Most prognostic studies on pretreatment measurements of systemic inflammatory response in RCC focused on univariable and multivariable analyses of a single marker. If a measurement shows statistical significance on the multivariable analysis, the discrimination of the multivariable model should be further assessed with and without the measurement. We used the SSIGN score as our reference model, which is a well-established prognostic score for CCRCC that has undergone rigorous external validation by several groups [18, 2729]. In our study, each measurement of systemic inflammatory response led to an increase in discrimination compared with the reference model. To identify the most relevant variable, all measurements were evaluated simultaneously using a backward selection process. In this analysis, the GPS and the MLR were identified as the most relevant prognostic measurements of systemic inflammatory response. Both markers led to an increase in the discrimination of the SSIGN score by 6.2 %, and their use was associated with a clinical net benefit in the decision curve analysis. Importantly, both the GPS and the MLR were complementary in predicting prognosis. This can be explained by the nature of both measurements, as they contain four different variables. Both the GPS and the MLR may therefore be used as an adjunct to the SSIGN score for patient counseling, tailoring management and the design of adjuvant clinical trials. As our findings may be specific to our cohort, further external validation is necessary.

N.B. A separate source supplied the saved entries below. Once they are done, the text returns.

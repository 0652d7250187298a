//! Decoding of gate response bodies.
//!
//! A body looks like `"<TOKEN>#<URL>"`. Anything that cannot be split into
//! a non-empty token and remainder is inconclusive (`None`); everything that
//! can is terminal, and only the expected token with a usable URL yields a
//! web session.

use crate::domain::GateDecision;
use url::Url;

pub const SEPARATOR: char = '#';

/// Interprets gate response bodies against one expected token.
#[derive(Debug, Clone)]
pub struct DecisionParser {
    expected_token: String,
}

impl DecisionParser {
    pub fn new(expected_token: impl Into<String>) -> Self {
        Self {
            expected_token: expected_token.into(),
        }
    }

    pub fn parse(&self, raw: &str) -> Option<GateDecision> {
        let (token, remainder) = split_token(raw)?;
        if token == self.expected_token && is_web_destination(remainder) {
            Some(GateDecision::WebSession {
                destination_url: remainder.to_string(),
            })
        } else {
            Some(GateDecision::NativeApp)
        }
    }
}

/// Splits at the first separator. The remainder may contain more separators.
pub fn split_token(raw: &str) -> Option<(&str, &str)> {
    let (token, remainder) = raw.split_once(SEPARATOR)?;
    if token.is_empty() || remainder.is_empty() {
        return None;
    }
    Some((token, remainder))
}

/// An absolute `http`/`https` URL with a host.
pub fn is_web_destination(candidate: &str) -> bool {
    let Ok(url) = Url::parse(candidate) else {
        return false;
    };
    matches!(url.scheme(), "http" | "https") && url.host_str().is_some_and(|h| !h.is_empty())
}

#[cfg(test)]
mod tests {
    use super::*;

    const TOKEN: &str = "GJDFHDFHFDJGSDAGKGHK";

    fn parser() -> DecisionParser {
        DecisionParser::new(TOKEN)
    }

    #[test]
    fn test_matching_token_gives_web_session() {
        assert_eq!(
            parser().parse("GJDFHDFHFDJGSDAGKGHK#https://example.com/x"),
            Some(GateDecision::WebSession {
                destination_url: "https://example.com/x".into()
            })
        );
    }

    #[test]
    fn test_wrong_token_gives_native() {
        assert_eq!(
            parser().parse("WRONG#https://example.com/x"),
            Some(GateDecision::NativeApp)
        );
        // Token comparison is exact.
        assert_eq!(
            parser().parse("gjdfhdfhfdjgsdagkghk#https://example.com/x"),
            Some(GateDecision::NativeApp)
        );
    }

    #[test]
    fn test_malformed_url_gives_native() {
        for remainder in ["not a url", "/relative/path", "mailto:a@example.com", "https://"] {
            let raw = format!("{TOKEN}#{remainder}");
            assert_eq!(
                parser().parse(&raw),
                Some(GateDecision::NativeApp),
                "remainder {remainder:?}"
            );
        }
    }

    #[test]
    fn test_unsplittable_is_inconclusive() {
        for raw in ["noseparatorhere", "", "#", "#https://example.com", "TOKEN#"] {
            assert_eq!(parser().parse(raw), None, "raw {raw:?}");
        }
    }

    #[test]
    fn test_remainder_keeps_fragment() {
        assert_eq!(
            parser().parse("GJDFHDFHFDJGSDAGKGHK#https://example.com/app#/home"),
            Some(GateDecision::WebSession {
                destination_url: "https://example.com/app#/home".into()
            })
        );
    }
}
//! Platform detection with WSL support.
//!
//! Feeds the OS half of the device fingerprint: which platform we run on
//! and what version it reports.

use std::process::Command;
use std::sync::OnceLock;

/// Represents the detected platform.
#[derive(Debug, Clone, Copy, PartialEq, Eq)]
pub enum Platform {
    MacOS,
    Linux,
    LinuxWsl,
    Windows,
    Unknown,
}

impl Platform {
    /// Name sent in the `os` field of the gate request.
    pub fn os_name(self) -> &'static str {
        match self {
            Self::MacOS => "macOS",
            Self::Linux => "Linux",
            Self::LinuxWsl => "Linux (WSL)",
            Self::Windows => "Windows",
            Self::Unknown => std::env::consts::OS,
        }
    }

    /// Generic device class used when no hardware model can be read.
    pub fn device_class(self) -> String {
        format!("{} device", self.os_name())
    }
}

/// Cached platform detection result.
static PLATFORM: OnceLock<Platform> = OnceLock::new();

/// Cached OS version string.
static OS_VERSION: OnceLock<Option<String>> = OnceLock::new();

/// Returns true if running inside WSL (Windows Subsystem for Linux).
pub fn is_wsl() -> bool {
    matches!(current_platform(), Platform::LinuxWsl)
}

/// Returns the current platform with WSL detection.
pub fn current_platform() -> Platform {
    *PLATFORM.get_or_init(detect_platform)
}

/// OS version as reported by the system, if it could be read.
pub fn os_version() -> Option<String> {
    OS_VERSION.get_or_init(detect_os_version).clone()
}

fn detect_platform() -> Platform {
    #[cfg(target_os = "macos")]
    {
        Platform::MacOS
    }
    #[cfg(target_os = "windows")]
    {
        Platform::Windows
    }
    #[cfg(target_os = "linux")]
    {
        if detect_wsl() {
            Platform::LinuxWsl
        } else {
            Platform::Linux
        }
    }
    #[cfg(not(any(target_os = "macos", target_os = "windows", target_os = "linux")))]
    {
        Platform::Unknown
    }
}

fn detect_os_version() -> Option<String> {
    #[cfg(target_os = "linux")]
    {
        std::fs::read_to_string("/etc/os-release")
            .ok()
            .and_then(|contents| os_release_version(&contents))
    }
    #[cfg(target_os = "macos")]
    {
        command_output("sw_vers", &["-productVersion"])
    }
    #[cfg(target_os = "windows")]
    {
        command_output("cmd", &["/C", "ver"]).and_then(|ver| numeric_version(&ver))
    }
    #[cfg(not(any(target_os = "macos", target_os = "windows", target_os = "linux")))]
    {
        None
    }
}

/// Runs a probe command and returns its trimmed stdout when it succeeds.
pub fn command_output(program: &str, args: &[&str]) -> Option<String> {
    let output = Command::new(program).args(args).output().ok()?;
    if !output.status.success() {
        return None;
    }
    let text = String::from_utf8(output.stdout).ok()?;
    let trimmed = text.trim();
    (!trimmed.is_empty()).then(|| trimmed.to_string())
}

/// Extracts `VERSION_ID` from an os-release file.
pub fn os_release_version(contents: &str) -> Option<String> {
    contents.lines().find_map(|line| {
        let value = line.strip_prefix("VERSION_ID=")?;
        let value = value.trim().trim_matches('"').trim_matches('\'');
        (!value.is_empty()).then(|| value.to_string())
    })
}

/// First dotted numeric run in `raw`, e.g. `10.0.19045` out of
/// `Microsoft Windows [Version 10.0.19045]`.
pub fn numeric_version(raw: &str) -> Option<String> {
    raw.split(|c: char| !(c.is_ascii_digit() || c == '.'))
        .map(|token| token.trim_matches('.'))
        .find(|token| token.starts_with(|c: char| c.is_ascii_digit()))
        .map(str::to_string)
}

/// Detects if running under WSL using multiple indicators.
#[cfg(target_os = "linux")]
fn detect_wsl() -> bool {
    if std::env::var("WSL_DISTRO_NAME").is_ok() {
        return true;
    }

    if std::path::Path::new("/proc/sys/fs/binfmt_misc/WSLInterop").exists() {
        return true;
    }

    if let Ok(version) = std::fs::read_to_string("/proc/version") {
        let version_lower = version.to_lowercase();
        if version_lower.contains("microsoft") || version_lower.contains("wsl") {
            return true;
        }
    }

    false
}

#[cfg(test)]
mod tests {
    use super::*;

    #[test]
    fn test_current_platform_returns_consistent_value() {
        let p1 = current_platform();
        let p2 = current_platform();
        assert_eq!(p1, p2);
    }

    #[test]
    fn test_is_wsl_matches_platform() {
        let platform = current_platform();
        assert_eq!(is_wsl(), platform == Platform::LinuxWsl);
    }

    #[test]
    fn test_os_release_version() {
        let contents = "NAME=\"Ubuntu\"\nVERSION_ID=\"22.04\"\nID=ubuntu\n";
        assert_eq!(os_release_version(contents).as_deref(), Some("22.04"));
        assert_eq!(os_release_version("NAME=Arch\n"), None);
        assert_eq!(os_release_version("VERSION_ID=\n"), None);
    }

    #[test]
    fn test_numeric_version() {
        assert_eq!(numeric_version("iOS 17.4").as_deref(), Some("17.4"));
        assert_eq!(
            numeric_version("Microsoft Windows [Version 10.0.19045.1234]").as_deref(),
            Some("10.0.19045.1234")
        );
        assert_eq!(numeric_version("22.04").as_deref(), Some("22.04"));
        assert_eq!(numeric_version("Linux (WSL)"), None);
        assert_eq!(numeric_version(""), None);
    }

    #[test]
    fn test_device_class() {
        assert_eq!(Platform::MacOS.device_class(), "macOS device");
    }
}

The current study has several limitations. The retrospective inclusion of patients led to selection bias and missing data, such as performance status. The cohort was well selected, but the numbers of patients and events were fairly low. Given the relatively long median DFS time published in the ARISER trial [30], our follow-up may have been too short to fully elucidate the prognostic value of the measurements. Further, the follow-up was not standardized, although guidelines were usually followed. We did not include data on inflammatory markers within the primary tumor, and post-treatment data on the inflammatory measurements during follow-up were not available. Although pathological evaluation was performed by a small group of experienced pathologists, we did not perform slide review. Nonetheless, our data suggest an important prognostic role of the GPS and the MLR for patients with clinically localized CCRCC. Larger studies are needed to confirm our findings.

Conclusions

In patients with clinically localized CCRCC, the GPS and the MLR appear to be the most relevant prognostic measurements of systemic inflammatory response. They may be used as an adjunct for patient counseling, tailoring management and clinical trial design.